Thursday, December 3, 2009

Thoughts from Lavietes: Harvard Men Pound Rice


The Harvard men put on an impressive showing last night in Lavietes Pavilion, pushing past the Rice Owls from C-USA, 85-64. The Crimson move to 6-1 on the season, its best start in 25 years. It was quite a performance: I had been expecting a little tougher competition from the Owls, whose only losses before last night came at the hands of national powerhouses Arizona and Texas (Rice was only trailing by 5 against the Longhorns in the second half before faltering.) Harvard clearly was the better team last night though: the score was close for about the first ten minutes, through which the Crimson had a one point lead, before the floor dropped out on Rice, and Harvard was able to take a 14 point lead into halftime. From then on, the game was never in doubt, as Harvard would extend it to a 25 point lead before cruising to the win, shooting a lights-out 60.8% from the field.

I called the game last night alongside Charlie Hobbs as part of our annual Sports Orgy on WHRB, and the contest was the second half of a double header that also featured the Harvard women knocking off Holy Cross.

After the jump, you'll find my thoughts on the Crimson's winning effort.

1. Turning Defense into Offense

The Crimson defense was stifling last night, holding Rice to only 26 points at halftime. They forced 18 turnovers, and the most impressive aspect from last night was their ability to get points off of turnovers: immediately after blocks or steals, the Crimson would race down the court for a bucket. A constant last night was the sight of guard Oliver McNally or Christian Webster capitalizing on a fast break opportunity, as Harvard scored 18 points on fast break opportunities . The referees were certainly calling the game very loosely and were 'letting them play', and this worked to the Crimson's advantage as they were able to be extremely aggressive on defense: Harvard scored 23 points off of Rice turnovers.

2. Strong interior play

We stressed at the beginning of the broadcast that Harvard would need their big men to step up against the athletic Rice frontcourt, and the Crimson responded by blocking 10 Owl shots. Keith Wright, one of our players of the game, led the team with 3 blocks, and Pat Magnarelli and Kyle Casey each had two. The Harvard frontcourt was an obstacle for Rice: although the Owl guards were able to penetrate into the lane early in the first half, that opening quickly closed as Wright, Casey, Magnarelli, and Doug Miller all stepped up.
Wright was also the game's leading scorer, contributing 16 points on 8-10 shooting. Wright has really come along this season, averaging 9.9 points per game after an up-and-down freshman campaign. The two seniors, Magnarelli and Miller, both added solid contributions: Magnarelli had 8 points in addition to the two blocks, and Miller added 4 points and was a strong presence inside.

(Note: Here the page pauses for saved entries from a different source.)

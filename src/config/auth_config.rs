//! # Authentication Configuration Module
//!
//! JWT 토큰, 인증 쿠키, 비밀번호 재설정 토큰 관련 설정을 관리합니다.
//!
//! ## 필수 환경 변수 설정
//!
//! ```bash
//! export JWT_SECRET="your-super-secret-jwt-key"
//! export JWT_EXPIRATION_DAYS="90"
//! export JWT_COOKIE_EXPIRES_DAYS="90"
//! ```

use std::env;

use crate::config::Environment;

/// JWT 토큰 설정
///
/// HS256 서명에 사용할 비밀키와 토큰 수명을 관리합니다.
pub struct JwtConfig;

impl JwtConfig {
    /// JWT 서명 비밀키를 반환합니다.
    ///
    /// # Panics
    ///
    /// 프로덕션 환경에서 `JWT_SECRET`이 설정되지 않은 경우 패닉이 발생합니다.
    /// 개발 환경에서는 경고 로그와 함께 기본값을 사용합니다.
    pub fn secret() -> String {
        env::var("JWT_SECRET").unwrap_or_else(|_| {
            if Environment::current().is_production() {
                panic!("JWT_SECRET must be set in production");
            }
            log::warn!("JWT_SECRET not set, using default (not secure for production!)");
            "your-secret-key".to_string()
        })
    }

    /// 액세스 토큰 수명 (일 단위, 기본값: 90)
    pub fn expiration_days() -> i64 {
        env::var("JWT_EXPIRATION_DAYS")
            .unwrap_or_else(|_| "90".to_string())
            .parse()
            .unwrap_or(90)
    }
}

/// 인증 쿠키 설정
///
/// 토큰은 응답 본문과 함께 `jwt` 쿠키로도 전달됩니다.
/// 브라우저 클라이언트는 쿠키로, API 클라이언트는 Bearer 헤더로 인증합니다.
pub struct CookieConfig;

impl CookieConfig {
    /// 쿠키 이름
    pub const NAME: &'static str = "jwt";

    /// 로그아웃 시 기존 쿠키를 덮어쓰는 더미 값
    pub const LOGGED_OUT_VALUE: &'static str = "loggedout";

    /// 쿠키 수명 (일 단위, 기본값: 90)
    pub fn expires_days() -> i64 {
        env::var("JWT_COOKIE_EXPIRES_DAYS")
            .unwrap_or_else(|_| "90".to_string())
            .parse()
            .unwrap_or(90)
    }

    /// Secure 속성 적용 여부 (프로덕션에서만 HTTPS 강제)
    pub fn secure() -> bool {
        Environment::current().is_production()
    }
}

/// 비밀번호 재설정 토큰 설정
pub struct ResetTokenConfig;

impl ResetTokenConfig {
    /// 재설정 토큰 유효 시간 (분 단위, 기본값: 10)
    pub fn expires_minutes() -> i64 {
        env::var("RESET_TOKEN_EXPIRES_MINUTES")
            .unwrap_or_else(|_| "10".to_string())
            .parse()
            .unwrap_or(10)
    }
}

#[cfg(test)]
mod tests {
    use super::*;

    #[test]
    fn test_jwt_expiration_default() {
        if env::var("JWT_EXPIRATION_DAYS").is_err() {
            assert_eq!(JwtConfig::expiration_days(), 90);
        }
    }

    #[test]
    fn test_reset_token_expiry_default() {
        if env::var("RESET_TOKEN_EXPIRES_MINUTES").is_err() {
            assert_eq!(ResetTokenConfig::expires_minutes(), 10);
        }
    }

    #[test]
    fn test_cookie_constants() {
        assert_eq!(CookieConfig::NAME, "jwt");
        assert_eq!(CookieConfig::LOGGED_OUT_VALUE, "loggedout");
    }
}
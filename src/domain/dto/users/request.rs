//! 사용자 프로필/관리 요청 DTO

use serde::{Deserialize, Serialize};
use validator::Validate;

use crate::domain::entities::users::user::Role;

/// 내 프로필 수정 요청 DTO
///
/// 이름/이메일/프로필 사진만 수정할 수 있습니다. 비밀번호 필드가 함께
/// 전달되면 서비스 계층에서 `/update-my-password` 사용을 안내하는
/// 400 에러를 반환합니다.
#[derive(Debug, Clone, Serialize, Deserialize, Validate)]
pub struct UpdateMeRequest {
    #[validate(length(min = 1, max = 50, message = "Please tell us your name"))]
    pub name: Option<String>,

    #[validate(email(message = "Please provide a valid email"))]
    pub email: Option<String>,

    /// 프로필 사진 파일명
    pub photo: Option<String>,

    // 비밀번호 변경 시도 감지용. 값이 있으면 요청 전체가 거부됩니다.
    #[serde(skip_serializing_if = "Option::is_none")]
    pub password: Option<String>,
    #[serde(skip_serializing_if = "Option::is_none")]
    pub password_confirm: Option<String>,
}

impl UpdateMeRequest {
    /// 비밀번호 변경을 시도한 요청인지 확인합니다.
    pub fn attempts_password_change(&self) -> bool {
        self.password.is_some() || self.password_confirm.is_some()
    }
}

/// 관리자용 사용자 수정 요청 DTO
///
/// 비밀번호는 이 경로로 수정할 수 없습니다.
#[derive(Debug, Clone, Serialize, Deserialize, Validate)]
pub struct UpdateUserRequest {
    #[validate(length(min = 1, max = 50, message = "Please tell us your name"))]
    pub name: Option<String>,

    #[validate(email(message = "Please provide a valid email"))]
    pub email: Option<String>,

    pub photo: Option<String>,

    pub role: Option<Role>,

    pub active: Option<bool>,
}

#[cfg(test)]
mod tests {
    use super::*;

    #[test]
    fn test_password_change_attempt_detection() {
        let plain = UpdateMeRequest {
            name: Some("Jonas".to_string()),
            email: None,
            photo: None,
            password: None,
            password_confirm: None,
        };
        assert!(!plain.attempts_password_change());

        let sneaky = UpdateMeRequest {
            name: None,
            email: None,
            photo: None,
            password: Some("NewPass1234".to_string()),
            password_confirm: None,
        };
        assert!(sneaky.attempts_password_change());
    }
}
//! # Tour HTTP Handlers
//!
//! 투어 CRUD와 통계/지리 질의 엔드포인트를 처리합니다.
//!
//! ## Endpoints
//!
//! | 메서드 | 경로 | 접근 | 설명 |
//! |--------|------|------|------|
//! | `GET` | `` | public | 목록 (filter/sort/fields/paginate) |
//! | `GET` | `/top-5-cheap` | public | 평점순 상위 5개 별칭 |
//! | `GET` | `/stats` | public | 난이도별 통계 |
//! | `GET` | `/monthly-plan/{year}` | guide+ | 월별 출발 일정 |
//! | `GET` | `/tours-within/{distance}/center/{latlng}/unit/{unit}` | public | 반경 내 투어 |
//! | `GET` | `/distances/{latlng}/unit/{unit}` | public | 좌표별 거리 |
//! | `GET` | `/{id}` | public | 단건 조회 |
//! | `POST` | `` | admin, lead-guide | 생성 (201) |
//! | `PATCH` | `/{id}` | admin, lead-guide | 부분 수정 |
//! | `DELETE` | `/{id}` | admin, lead-guide | 삭제 (204) |

use std::collections::HashMap;

use actix_web::{delete, get, patch, post, web, HttpResponse};
use serde_json::json;
use validator::Validate;

use crate::core::errors::AppError;
use crate::domain::dto::tours::request::{CreateTourRequest, UpdateTourRequest};
use crate::services::tours::tour_service::TourService;
use crate::utils::api_features::ApiFeatures;

/// 투어 목록 조회 핸들러
#[get("")]
pub async fn get_all_tours(
    query: web::Query<HashMap<String, String>>,
) -> Result<HttpResponse, AppError> {
    let features = ApiFeatures::from_query(&query)?;

    let service = TourService::instance();
    let tours = service.get_all(&features).await?;

    Ok(HttpResponse::Ok().json(json!({
        "status": "success",
        "results": tours.len(),
        "data": { "tours": tours }
    })))
}

/// 인기 투어 상위 5개 별칭 핸들러
///
/// 쿼리 스트링을 미리 채워 둔 `GET /tours`와 동일하게 동작합니다.
#[get("/top-5-cheap")]
pub async fn top_5_cheap() -> Result<HttpResponse, AppError> {
    let preset: HashMap<String, String> = [
        ("limit", "5"),
        ("sort", "-ratings_average,price"),
        ("fields", "name,price,ratings_average,summary,difficulty"),
    ]
    .into_iter()
    .map(|(k, v)| (k.to_string(), v.to_string()))
    .collect();

    let features = ApiFeatures::from_query(&preset)?;

    let service = TourService::instance();
    let tours = service.get_all(&features).await?;

    Ok(HttpResponse::Ok().json(json!({
        "status": "success",
        "results": tours.len(),
        "data": { "tours": tours }
    })))
}

/// 난이도별 투어 통계 핸들러
#[get("/stats")]
pub async fn tour_stats() -> Result<HttpResponse, AppError> {
    let service = TourService::instance();
    let stats = service.tour_stats().await?;

    Ok(HttpResponse::Ok().json(json!({
        "status": "success",
        "data": { "stats": stats }
    })))
}

/// 연도별 월간 출발 일정 핸들러
#[get("/{year}")]
pub async fn monthly_plan(year: web::Path<i32>) -> Result<HttpResponse, AppError> {
    let service = TourService::instance();
    let plan = service.monthly_plan(*year).await?;

    Ok(HttpResponse::Ok().json(json!({
        "status": "success",
        "data": { "plan": plan }
    })))
}

/// 반경 내 투어 조회 핸들러
///
/// `/tours-within/233/center/34.111745,-118.113491/unit/mi` 형식입니다.
#[get("/tours-within/{distance}/center/{latlng}/unit/{unit}")]
pub async fn tours_within(
    path: web::Path<(f64, String, String)>,
) -> Result<HttpResponse, AppError> {
    let (distance, latlng, unit) = path.into_inner();

    let service = TourService::instance();
    let tours = service.tours_within(distance, &latlng, &unit).await?;

    Ok(HttpResponse::Ok().json(json!({
        "status": "success",
        "results": tours.len(),
        "data": { "tours": tours }
    })))
}

/// 좌표별 거리 계산 핸들러
#[get("/distances/{latlng}/unit/{unit}")]
pub async fn distances(path: web::Path<(String, String)>) -> Result<HttpResponse, AppError> {
    let (latlng, unit) = path.into_inner();

    let service = TourService::instance();
    let result = service.distances(&latlng, &unit).await?;

    Ok(HttpResponse::Ok().json(json!({
        "status": "success",
        "data": { "distances": result }
    })))
}

/// 투어 단건 조회 핸들러
#[get("/{tour_id}")]
pub async fn get_tour(tour_id: web::Path<String>) -> Result<HttpResponse, AppError> {
    let service = TourService::instance();
    let tour = service.get_by_id(&tour_id).await?;

    Ok(HttpResponse::Ok().json(json!({
        "status": "success",
        "data": { "tour": tour }
    })))
}

/// 투어 생성 핸들러 (admin, lead-guide)
#[post("")]
pub async fn create_tour(
    payload: web::Json<CreateTourRequest>,
) -> Result<HttpResponse, AppError> {
    payload
        .validate()
        .map_err(|e| AppError::ValidationError(e.to_string()))?;

    let service = TourService::instance();
    let tour = service.create(payload.into_inner()).await?;

    Ok(HttpResponse::Created().json(json!({
        "status": "success",
        "data": { "tour": tour }
    })))
}

/// 투어 부분 수정 핸들러 (admin, lead-guide)
#[patch("/{tour_id}")]
pub async fn update_tour(
    tour_id: web::Path<String>,
    payload: web::Json<UpdateTourRequest>,
) -> Result<HttpResponse, AppError> {
    payload
        .validate()
        .map_err(|e| AppError::ValidationError(e.to_string()))?;

    let service = TourService::instance();
    let tour = service.update(&tour_id, payload.into_inner()).await?;

    Ok(HttpResponse::Ok().json(json!({
        "status": "success",
        "data": { "tour": tour }
    })))
}

/// 투어 삭제 핸들러 (admin, lead-guide)
#[delete("/{tour_id}")]
pub async fn delete_tour(tour_id: web::Path<String>) -> Result<HttpResponse, AppError> {
    let service = TourService::instance();
    service.delete(&tour_id).await?;

    Ok(HttpResponse::NoContent().finish())
}
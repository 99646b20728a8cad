//! 투어 응답 DTO

use mongodb::bson::DateTime;
use serde::{Deserialize, Serialize};

use crate::domain::entities::tours::tour::{Difficulty, GeoPoint, Tour, TourLocation};

/// 투어 응답 DTO
///
/// ObjectId 참조를 hex 문자열로 변환해서 내보냅니다.
#[derive(Debug, Clone, Serialize, Deserialize)]
pub struct TourResponse {
    pub id: String,
    pub name: String,
    pub slug: String,
    pub duration: u32,
    pub max_group_size: u32,
    pub difficulty: Difficulty,
    pub ratings_average: f64,
    pub ratings_quantity: u32,
    pub price: f64,
    #[serde(skip_serializing_if = "Option::is_none")]
    pub price_discount: Option<f64>,
    pub summary: String,
    #[serde(skip_serializing_if = "Option::is_none")]
    pub description: Option<String>,
    pub image_cover: String,
    pub images: Vec<String>,
    pub start_dates: Vec<DateTime>,
    pub start_location: GeoPoint,
    pub locations: Vec<TourLocation>,
    /// 가이드 사용자 ID (hex)
    pub guides: Vec<String>,
    pub created_at: DateTime,
    pub updated_at: DateTime,
}

impl From<Tour> for TourResponse {
    fn from(tour: Tour) -> Self {
        Self {
            id: tour.id.map(|id| id.to_hex()).unwrap_or_default(),
            name: tour.name,
            slug: tour.slug,
            duration: tour.duration,
            max_group_size: tour.max_group_size,
            difficulty: tour.difficulty,
            ratings_average: tour.ratings_average,
            ratings_quantity: tour.ratings_quantity,
            price: tour.price,
            price_discount: tour.price_discount,
            summary: tour.summary,
            description: tour.description,
            image_cover: tour.image_cover,
            images: tour.images,
            start_dates: tour.start_dates,
            start_location: tour.start_location,
            locations: tour.locations,
            guides: tour.guides.into_iter().map(|id| id.to_hex()).collect(),
            created_at: tour.created_at,
            updated_at: tour.updated_at,
        }
    }
}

3. The Future Is Bright, Especially at Point Guard

Anyone who follows Harvard basketball understands the step up in recruiting that Tommy Amaker has given the Crimson since his arrival, and Harvard's roster is loaded with young talent (12 Crimson are freshmen or sophomores). The future is extremely bright, and while Kyle Casey and Dee Geiger are big men who have contributed immediately, I want to focus on the point guard position. Christian Webster has moved in to a starting role, and last night chipped in 10 points and 3 assists. Brandyn Curry, another freshman, added 7 points and 2 assists. Together with sophomore Oliver Mcnally (13 points and 7 assists), alot will be expected from the Harvard backcourt in the next couple of years.

4. Great Ball Movement

Although this does not show up in the box score, I was very impressed with the Crimson's passing and ball movement. Each possession, Harvard was completing six or seven passes before taking a shot. This is the mark of an Amaker-coached team and enabled them to control the clock, shorten the game, and find the best available shot. They do need to cut down on sloppiness, however (I know its early in the season!), as Harvard committed 21 turnovers.

5. Free Throw Shooting Is an Asset to this Team

Harvard was 19-22 from the free throw stripe last night, good for 87%, and is shooting in the high-70% range on the season. Although the season is young, this ranks as one of the top rates in the nation and will be something that could help propel them to the top of the Ivy League.

So, there is certainly a lot of buzz around the Harvard basketball program right now (see Andy Katz's mention on At 6-1, Harvard will now turn to three tough, big time opponents on the road: UConn, Boston College, and Georgetown. The UConn game can be seen on Sunday at 7pm on Go Crimson!